- **SOURCE DATA**:
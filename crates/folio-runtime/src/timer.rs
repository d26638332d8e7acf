#![forbid(unsafe_code)]

//! Host-driven, cancellable deadlines.
//!
//! The engine never sleeps and never reads the wall clock. A [`Deadline`] is a
//! single scheduled task slot: it is armed with an absolute monotonic time and
//! checked by the frame driver with [`Deadline::fire_if_due`].
//!
//! Each scheduling site owns its own `Deadline`. Re-arming replaces the
//! previous schedule, so two timers for the same logical wait can never be in
//! flight at once. Every arm bumps a generation so a [`TimerToken`] taken
//! earlier can be checked for staleness.

use core::time::Duration;

/// Identifies one arming of a [`Deadline`].
#[derive(Debug, Clone, Copy, PartialEq, Eq, Hash)]
pub struct TimerToken {
    generation: u64,
}

/// One cancellable scheduled task.
///
/// # Invariants
///
/// 1. At most one pending fire time.
/// 2. `fire_if_due` reports a given arming at most once.
/// 3. `cancel` and re-arming invalidate every earlier [`TimerToken`].
#[derive(Debug, Clone, Default)]
pub struct Deadline {
    at: Option<Duration>,
    generation: u64,
}

impl Deadline {
    #[must_use]
    pub const fn new() -> Self {
        Self {
            at: None,
            generation: 0,
        }
    }

    /// Schedule for `at`, replacing any pending schedule.
    pub fn arm(&mut self, at: Duration) -> TimerToken {
        self.generation = self.generation.wrapping_add(1);
        self.at = Some(at);
        TimerToken {
            generation: self.generation,
        }
    }

    /// Push a pending schedule later. Never moves it earlier; does nothing if
    /// the deadline is not armed.
    pub fn extend_to(&mut self, at: Duration) {
        if let Some(current) = self.at.as_mut() {
            *current = (*current).max(at);
        }
    }

    /// Drop the pending schedule, if any.
    pub fn cancel(&mut self) {
        if self.at.take().is_some() {
            self.generation = self.generation.wrapping_add(1);
        }
    }

    #[must_use]
    pub const fn is_armed(&self) -> bool {
        self.at.is_some()
    }

    /// Pending fire time.
    #[must_use]
    pub const fn fire_at(&self) -> Option<Duration> {
        self.at
    }

    /// Whether `token` still names the pending schedule.
    #[must_use]
    pub fn is_current(&self, token: TimerToken) -> bool {
        self.at.is_some() && self.generation == token.generation
    }

    /// Whether the deadline has passed at `now`, without consuming it.
    #[must_use]
    pub fn is_due(&self, now: Duration) -> bool {
        self.at.is_some_and(|at| now >= at)
    }

    /// Consume the schedule if it is due. Returns `true` exactly once per
    /// arming.
    pub fn fire_if_due(&mut self, now: Duration) -> bool {
        if self.is_due(now) {
            self.at = None;
            true
        } else {
            false
        }
    }
}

- **WHAT YOU NEED TO DO**:
What is wanted is every line above, written out exactly.

- **RESPONSE**:
filename crates/folio-runtime/src/timer.rs
repository d26638332d8e7acf
#![forbid(unsafe_code)]

//! Host-driven, cancellable deadlines.
//!
//! The engine never sleeps and never reads the wall clock. A [`Deadline`] is a
//! single scheduled task slot: it is armed with an absolute monotonic time and
//! checked by the frame driver with [`Deadline::fire_if_due`].
//!
//! Each scheduling site owns its own `Deadline`. Re-arming replaces the
//! previous schedule, so two timers for the same logical wait can never be in
//! flight at once. Every arm bumps a generation so a [`TimerToken`] taken
//! earlier can be checked for staleness.

use core::time::Duration;

/// Identifies one arming of a [`Deadline`].
#[derive(Debug, Clone, Copy, PartialEq, Eq, Hash)]
pub struct TimerToken {
    generation: u64,
}

/// One cancellable scheduled task.
///
/// # Invariants
///
/// 1. At most one pending fire time.
/// 2. `fire_if_due` reports a given arming at most once.
/// 3. `cancel` and re-arming invalidate every earlier [`TimerToken`].
#[derive(Debug, Clone, Default)]
pub struct Deadline {
    at: Option<Duration>,
    generation: u64,
}

impl Deadline {
    #[must_use]
    pub const fn new() -> Self {
        Self {
            at: None,
            generation: 0,
        }
    }

    /// Schedule for `at`, replacing any pending schedule.
    pub fn arm(&mut self, at: Duration) -> TimerToken {
        self.generation = self.generation.wrapping_add(1);
        self.at = Some(at);
        TimerToken {
            generation: self.generation,
        }
    }

    /// Push a pending schedule later. Never moves it earlier; does nothing if
    /// the deadline is not armed.
    pub fn extend_to(&mut self, at: Duration) {
        if let Some(current) = self.at.as_mut() {
            *current = (*current).max(at);
        }
    }

    /// Drop the pending schedule, if any.
    pub fn cancel(&mut self) {
        if self.at.take().is_some() {
            self.generation = self.generation.wrapping_add(1);
        }
    }

    #[must_use]
    pub const fn is_armed(&self) -> bool {
        self.at.is_some()
    }

    /// Pending fire time.
    #[must_use]
    pub const fn fire_at(&self) -> Option<Duration> {
        self.at
    }

    /// Whether `token` still names the pending schedule.
    #[must_use]
    pub fn is_current(&self, token: TimerToken) -> bool {
        self.at.is_some() && self.generation == token.generation
    }

    /// Whether the deadline has passed at `now`, without consuming it.
    #[must_use]
    pub fn is_due(&self, now: Duration) -> bool {
        self.at.is_some_and(|at| now >= at)
    }

    /// Consume the schedule if it is due. Returns `true` exactly once per
    /// arming.
    pub fn fire_if_due(&mut self, now: Duration) -> bool {
        if self.is_due(now) {
            self.at = None;
            true
        } else {
            false
        }
    }
}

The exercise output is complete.